Las principales rutas oceánicas registraron aumentos de hasta el 38 % en octubre, impulsados por recortes de capacidad y estrategias comerciales de las navieras. En Sudamérica, el efecto comienza a sentirse con señales de presión sobre el espacio y las tarifas desde Asia.
Redacción GlobalPorts
El mercado marítimo global experimentó en octubre un cambio de tendencia que sorprendió a exportadores e importadores: las tarifas spot promedio en las rutas de larga distancia volvieron a subir luego de meses de descensos.
De acuerdo con los informes de Xeneta y gCaptain, los fletes desde Extremo Oriente hacia la costa oeste de Estados Unidos aumentaron un 38 %, alcanzando los 2.138 dólares por contenedor de 40 pies (FEU), mientras que hacia la costa este el incremento fue del 23 %, con un promedio de 3.038 dólares por FEU.
Si bien el repunte es más evidente en los corredores Asia–Estados Unidos y Asia–Europa, los informes de DHL, C.H. Robinson y Maersk advierten que el movimiento empieza a repercutir también en las rutas Asia–Sudamérica, especialmente hacia la costa este del continente, donde la utilización de capacidad ya se sitúa entre 85 % y 90 % y se prevén cancelaciones de salidas (blank sailings) hasta noviembre.
Los analistas coinciden en que el repunte responde a una combinación de reducción deliberada de oferta por parte de las navieras, la reanudación de la actividad manufacturera en Asia tras el feriado de la Golden Week, y la estrategia de fortalecer las posiciones negociadoras antes de las licitaciones de contratos para 2026.
Aun así, el aumento se considera más táctico que estructural.
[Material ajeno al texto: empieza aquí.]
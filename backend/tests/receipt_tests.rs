//! Receipt posting tests
//!
//! Scenario and property tests for receipts:
//! - receipts add stock at each line's location
//! - ledger rows reconcile and totals follow the per-location map
//! - a done receipt cannot be validated again

use proptest::prelude::*;
use shared::posting::{plan_receipt, PostingError, StockLine};
use shared::stock::{StockBook, StockMap};
use shared::{DocumentKind, DocumentStatus, MovementType, StatusError};
use uuid::Uuid;

fn book_with(product: Uuid, entries: &[(Uuid, i64)]) -> StockBook {
    let mut book = StockBook::new();
    book.insert(
        product,
        StockMap::from_entries(entries.iter().map(|(l, q)| (l.to_string(), *q))).unwrap(),
    );
    book
}

// ============================================================================
// Unit Tests
// ============================================================================

mod unit_tests {
    use super::*;

    #[test]
    fn test_receipt_adds_to_existing_stock() {
        let (p1, l1, w1) = (Uuid::new_v4(), Uuid::new_v4(), Uuid::new_v4());
        let mut book = book_with(p1, &[(l1, 5)]);

        let postings = plan_receipt(
            w1,
            &[StockLine { product_id: p1, location_id: l1, quantity: 10 }],
            &mut book,
        )
        .unwrap();

        assert_eq!(book.quantity(p1, l1).unwrap(), 15);
        assert_eq!(book.stock(p1).unwrap().total(), 15);
        assert_eq!(postings.len(), 1);
        let row = &postings[0];
        assert_eq!(row.movement_type, MovementType::Receipt);
        assert_eq!((row.quantity, row.quantity_before, row.quantity_after), (10, 5, 15));
        assert_eq!(row.warehouse_id, w1);
    }

    #[test]
    fn test_receipt_into_new_location_creates_key() {
        let (p1, l1, l2) = (Uuid::new_v4(), Uuid::new_v4(), Uuid::new_v4());
        let mut book = book_with(p1, &[(l1, 4)]);

        plan_receipt(
            Uuid::new_v4(),
            &[StockLine { product_id: p1, location_id: l2, quantity: 6 }],
            &mut book,
        )
        .unwrap();

        let stock = book.stock(p1).unwrap();
        assert_eq!(stock.len(), 2);
        assert_eq!(stock.get(&l2.to_string()), 6);
        assert_eq!(stock.total(), 10);
    }

    #[test]
    fn test_same_product_twice_chains_before_after() {
        let (p1, l1) = (Uuid::new_v4(), Uuid::new_v4());
        let mut book = book_with(p1, &[]);
        let line = StockLine { product_id: p1, location_id: l1, quantity: 3 };

        let postings = plan_receipt(Uuid::new_v4(), &[line, line], &mut book).unwrap();

        assert_eq!(postings[0].quantity_after, postings[1].quantity_before);
        assert_eq!(postings[1].quantity_after, 6);
    }

    #[test]
    fn test_receipt_without_lines_is_rejected() {
        let mut book = StockBook::new();
        let err = plan_receipt(Uuid::new_v4(), &[], &mut book).unwrap_err();
        assert_eq!(err, PostingError::EmptyDocument);
    }

    #[test]
    fn test_zero_quantity_line_is_rejected_before_any_change() {
        let (p1, l1) = (Uuid::new_v4(), Uuid::new_v4());
        let mut book = book_with(p1, &[(l1, 2)]);

        let err = plan_receipt(
            Uuid::new_v4(),
            &[
                StockLine { product_id: p1, location_id: l1, quantity: 5 },
                StockLine { product_id: p1, location_id: l1, quantity: 0 },
            ],
            &mut book,
        )
        .unwrap_err();

        assert!(matches!(err, PostingError::NonPositiveQuantity { line: 1, quantity: 0 }));
        assert_eq!(book.quantity(p1, l1).unwrap(), 2);
        assert!(!book.is_dirty());
    }

    #[test]
    fn test_unloaded_product_rejects_whole_receipt() {
        let (p1, l1) = (Uuid::new_v4(), Uuid::new_v4());
        let missing = Uuid::new_v4();
        let mut book = book_with(p1, &[(l1, 1)]);

        let err = plan_receipt(
            Uuid::new_v4(),
            &[
                StockLine { product_id: p1, location_id: l1, quantity: 5 },
                StockLine { product_id: missing, location_id: l1, quantity: 5 },
            ],
            &mut book,
        )
        .unwrap_err();

        assert_eq!(err, PostingError::UnknownProduct(missing));
        assert_eq!(book.quantity(p1, l1).unwrap(), 1);
    }

    #[test]
    fn test_done_receipt_cannot_be_validated_again() {
        let err = DocumentKind::Receipt
            .transition(DocumentStatus::Done, DocumentStatus::Done)
            .unwrap_err();
        assert_eq!(err, StatusError::AlreadyValidated(DocumentKind::Receipt));
        assert_eq!(err.to_string(), "Receipt already validated");
    }

    #[test]
    fn test_receipt_lifecycle() {
        let kind = DocumentKind::Receipt;
        assert!(kind.allows(DocumentStatus::Draft, DocumentStatus::Waiting));
        assert!(kind.allows(DocumentStatus::Waiting, DocumentStatus::Ready));
        assert!(kind.allows(DocumentStatus::Ready, DocumentStatus::Done));
        assert!(kind.allows(DocumentStatus::Draft, DocumentStatus::Canceled));
        assert!(!kind.allows(DocumentStatus::Draft, DocumentStatus::Picking));
        assert!(!kind.allows(DocumentStatus::Canceled, DocumentStatus::Draft));
    }
}

// ============================================================================
// Property Tests
// ============================================================================

mod property_tests {
    use super::*;

    proptest! {
        #![proptest_config(ProptestConfig::with_cases(100))]

        /// Every posting reconciles and the total follows the map
        #[test]
        fn prop_receipt_postings_reconcile(
            start in 0i64..1_000,
            quantities in prop::collection::vec(1i64..500, 1..10),
        ) {
            let (p1, l1) = (Uuid::new_v4(), Uuid::new_v4());
            let mut book = book_with(p1, &[(l1, start)]);
            let lines: Vec<StockLine> = quantities
                .iter()
                .map(|&quantity| StockLine { product_id: p1, location_id: l1, quantity })
                .collect();

            let postings = plan_receipt(Uuid::new_v4(), &lines, &mut book).unwrap();

            prop_assert_eq!(postings.len(), lines.len());
            for row in &postings {
                prop_assert_eq!(row.quantity_after, row.quantity_before + row.quantity);
                prop_assert!(row.quantity > 0);
            }
            let stock = book.stock(p1).unwrap();
            prop_assert_eq!(stock.total(), start + quantities.iter().sum::<i64>());
            prop_assert_eq!(stock.total(), stock.iter().map(|(_, q)| q).sum::<i64>());
        }

        /// A non-positive quantity anywhere leaves the book unchanged
        #[test]
        fn prop_invalid_line_rejects_all(
            start in 0i64..1_000,
            good in 1i64..100,
            bad in -100i64..=0,
        ) {
            let (p1, l1) = (Uuid::new_v4(), Uuid::new_v4());
            let mut book = book_with(p1, &[(l1, start)]);
            let lines = [
                StockLine { product_id: p1, location_id: l1, quantity: good },
                StockLine { product_id: p1, location_id: l1, quantity: bad },
            ];

            prop_assert!(plan_receipt(Uuid::new_v4(), &lines, &mut book).is_err());
            prop_assert_eq!(book.quantity(p1, l1).unwrap(), start);
            prop_assert!(!book.is_dirty());
        }
    }
}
Las previsiones para el próximo año mantienen un escenario de sobrecapacidad global —la flota crecerá alrededor del 3,6 %, mientras que la demanda de transporte apenas lo hará un 3 %—, lo que sugiere que las tarifas tenderán a estabilizarse una vez pasada la temporada alta.
Sudamérica: estabilidad con señales de alerta
En su actualización de octubre, C.H. Robinson señala que las tarifas entre Asia y Sudamérica se mantuvieron estables en la primera mitad del mes, con posibilidad de alzas hacia finales de octubre y noviembre a medida que se retoma el ritmo de producción asiático.
La empresa logística DHL Global Forwarding coincide en su evaluación: el nivel de ocupación en los buques hacia Sudamérica es alto, y la combinación de demanda sostenida e itinerarios cancelados podría derivar en presión sobre las tarifas en las próximas semanas.
Por su parte, el Market Update de Maersk destaca que las importaciones hacia Latinoamérica se mantienen firmes, especialmente en la costa atlántica, impulsadas por una recuperación gradual del consumo. Esto, sumado al anuncio de Hapag-Lloyd de un General Rate Increase de 1.000 dólares por contenedor de 40 pies aplicado desde abril, configura un escenario de costos logísticos en ascenso para la región.
Implicancias para los operadores de la región
Para los exportadores e importadores sudamericanos, el contexto global exige una planificación más anticipada de las reservas de espacio y contratos de flete.
Aunque las tarifas actuales aún no alcanzan los picos observados en 2021–2022, el comportamiento de los armadores sugiere una búsqueda activa por mantener el equilibrio entre oferta y demanda, lo que puede traducirse en ajustes de precios o disponibilidad limitada de equipos y slots.
En el caso de Argentina, donde buena parte del comercio exterior depende de servicios con transbordo en puertos brasileños o panameños, cualquier modificación en los flujos Asia–Sudamérica impacta directamente en los costos logísticos, el tiempo de tránsito y la previsibilidad de las operaciones.
Una mirada estratégica desde la región
Los especialistas consultados por GlobalPorts coinciden en que Sudamérica necesita fortalecer su infraestructura portuaria y su integración logística para enfrentar un escenario global más volátil. “El desafío es no quedar atrapados en la dinámica de ajuste de las grandes rutas, sino consolidar servicios regionales que garanticen previsibilidad a los exportadores”, señalan fuentes del sector marítimo.
Mientras tanto, los operadores portuarios y los cargadores de la región seguirán atentos a las próximas semanas, cuando se sabrá si el repunte de octubre fue apenas un movimiento estacional o el comienzo de una nueva fase en el ciclo de tarifas globales.